Adult Intradiploic Meningoencephalocele

T. Miesbach 1, M. Oertel 1, E. Hewer 2, R. Wiest 3, A. Raabe 1
  • 1Department of Neurosurgery, Inselspital, Bern University Hospital, and University of Bern, Bern, Switzerland
  • 2Department of Pathology, University of Bern, Bern, Switzerland
  • 3Department of Neuroradiology, Inselspital, Bern University Hospital, and University of Bern, Bern, Switzerland

Aims: Intradiploic meningoencephalocele (IM) is a rare calvarian lesion that presents a differential diagnostic challenge. Only four cases in adults were documented thus far. Here, the authors add a new illustrative case and review the characteristics of this exceptional pathological entity.

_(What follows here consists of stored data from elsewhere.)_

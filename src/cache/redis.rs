//! Redis Driver
//!
//! Remote cache backend over a multiplexed, auto-reconnecting Redis
//! connection.

use std::time::Duration;

use async_trait::async_trait;
use redis::aio::ConnectionManager;
use redis::AsyncCommands;

use crate::cache::Driver;
use crate::error::{CacheError, Result};

// == Redis Driver ==
/// Cache backend backed by a Redis server.
///
/// The connection manager is cheap to clone and reconnects on its own, so
/// each operation works on a clone rather than serializing on a shared
/// handle.
#[derive(Clone)]
pub struct RedisDriver {
    conn: ConnectionManager,
}

impl RedisDriver {
    // == Constructor ==
    /// Connects to a Redis server, e.g. `redis://127.0.0.1:6379`.
    pub async fn connect(url: &str) -> Result<Self> {
        let client = redis::Client::open(url).map_err(|e| CacheError::Driver(e.into()))?;
        let conn = client
            .get_connection_manager()
            .await
            .map_err(|e| CacheError::Driver(e.into()))?;
        Ok(Self { conn })
    }
}

#[async_trait]
impl Driver for RedisDriver {
    async fn set(&self, key: &str, data: Vec<u8>, ttl: Duration) -> Result<()> {
        let mut conn = self.conn.clone();
        if ttl.is_zero() {
            conn.set::<_, _, ()>(key, data)
                .await
                .map_err(|e| CacheError::Driver(e.into()))?;
        } else {
            // Redis rejects SET EX 0, so sub-second TTLs round up to one second.
            conn.set_ex::<_, _, ()>(key, data, ttl.as_secs().max(1))
                .await
                .map_err(|e| CacheError::Driver(e.into()))?;
        }
        Ok(())
    }

    async fn get(&self, key: &str) -> Result<Vec<u8>> {
        let mut conn = self.conn.clone();
        let data: Option<Vec<u8>> = conn
            .get(key)
            .await
            .map_err(|e| CacheError::Driver(e.into()))?;
        data.ok_or_else(|| CacheError::Missed(key.to_string()))
    }

    async fn delete(&self, key: &str) -> Result<()> {
        let mut conn = self.conn.clone();
        conn.del::<_, ()>(key)
            .await
            .map_err(|e| CacheError::Driver(e.into()))?;
        Ok(())
    }

    async fn close(&self) -> Result<()> {
        // The connection closes when the last manager clone is dropped.
        Ok(())
    }
}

Methods: A 50-year old male patient presented with a slowly growing tender occipital mass he first noted 2.5 years ago. Neuroimaging showed an externally protruding cystic lesion in the occipital bone with discontinuous inner table and extreme thinning of the outer table. The content appeared to be isointense to cerebrospinal fluid (CSF). He underwent microsurgery to remove the lesion completely, which was found to distend the bone and eroded the dura so that brain tissue was prolapsed into its cavity. Histological examination confirmed an unexpected IM with locally expansive, intraosseous growth. The cyst wall consisted of a narrow band of brain parenchyma and a lamella of meningothelial cells of varying thickness. Adjacent to the cyst wall reactive, intraosseous meningothelial cells and fibrotic periosteum was found. No markers of malignancy were discovered. The clinical course was uneventful without signs of recurrence up to 6 months after surgery.

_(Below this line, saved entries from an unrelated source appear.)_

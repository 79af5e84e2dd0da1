//! Memcached Driver
//!
//! Remote cache backend over the pooled memcache client. The client speaks
//! a blocking protocol, so every call runs on the tokio blocking pool.

use std::sync::Arc;
use std::time::Duration;

use async_trait::async_trait;

use crate::cache::Driver;
use crate::error::{CacheError, Result};

// == Memcached Driver ==
/// Cache backend backed by a Memcached server.
pub struct MemcachedDriver {
    client: Arc<memcache::Client>,
}

impl MemcachedDriver {
    // == Constructor ==
    /// Connects to a Memcached server, e.g. `memcache://127.0.0.1:11211`.
    pub fn connect(url: &str) -> Result<Self> {
        let client = memcache::connect(url).map_err(|e| CacheError::Driver(e.into()))?;
        Ok(Self {
            client: Arc::new(client),
        })
    }
}

/// Runs one blocking client call off the async runtime.
async fn blocking<T, F>(f: F) -> Result<T>
where
    T: Send + 'static,
    F: FnOnce() -> std::result::Result<T, memcache::MemcacheError> + Send + 'static,
{
    tokio::task::spawn_blocking(f)
        .await
        .map_err(|e| CacheError::Driver(e.into()))?
        .map_err(|e| CacheError::Driver(e.into()))
}

#[async_trait]
impl Driver for MemcachedDriver {
    async fn set(&self, key: &str, data: Vec<u8>, ttl: Duration) -> Result<()> {
        let client = Arc::clone(&self.client);
        let key = key.to_string();
        blocking(move || client.set(&key, data.as_slice(), ttl.as_secs() as u32)).await
    }

    async fn get(&self, key: &str) -> Result<Vec<u8>> {
        let client = Arc::clone(&self.client);
        let owned = key.to_string();
        let data: Option<Vec<u8>> = blocking(move || client.get(&owned)).await?;
        data.ok_or_else(|| CacheError::Missed(key.to_string()))
    }

    async fn delete(&self, key: &str) -> Result<()> {
        let client = Arc::clone(&self.client);
        let key = key.to_string();
        // delete reports whether the key existed; absence is not an error
        blocking(move || client.delete(&key).map(|_| ())).await
    }

    async fn close(&self) -> Result<()> {
        Ok(())
    }
}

Results: We present a unique case of adult IM. This type of lesion is extremely rare but represents a differential diagnosis to be thought off in patients with cystic bony defects. They contain CSF and neural tissue, which is usually gliotic, and are located in the diploe of a skull bone with breach of the inner table and extreme thinning of the outer table. The adjacent dura is broken, which allows CSF to enter the intradiploic space. The cyst wall usually is made out of meningothelial cells, which can be fibrotic. They are mostly idiopathic or have a suspected traumatic origin. A developmental origin has also been proposed. Furthermore, similar lesions rarely occur in children and young adults after neurosurgical procedures.

Conclusions: When treating patients with a cystic intradiploic lesion one has various options for differential diagnosis, including simple and aneurysmatic bone cyst, epidermoid and arachnoid cyst. Adult intradiploic meningoencephalocele is a rare option to keep in mind if diagnostic criteria for the other lesions are not met. A cyst content of meningothelial and neural tissue is crucial for final diagnosis. IM is a benign disease for which surgery is potentially curative.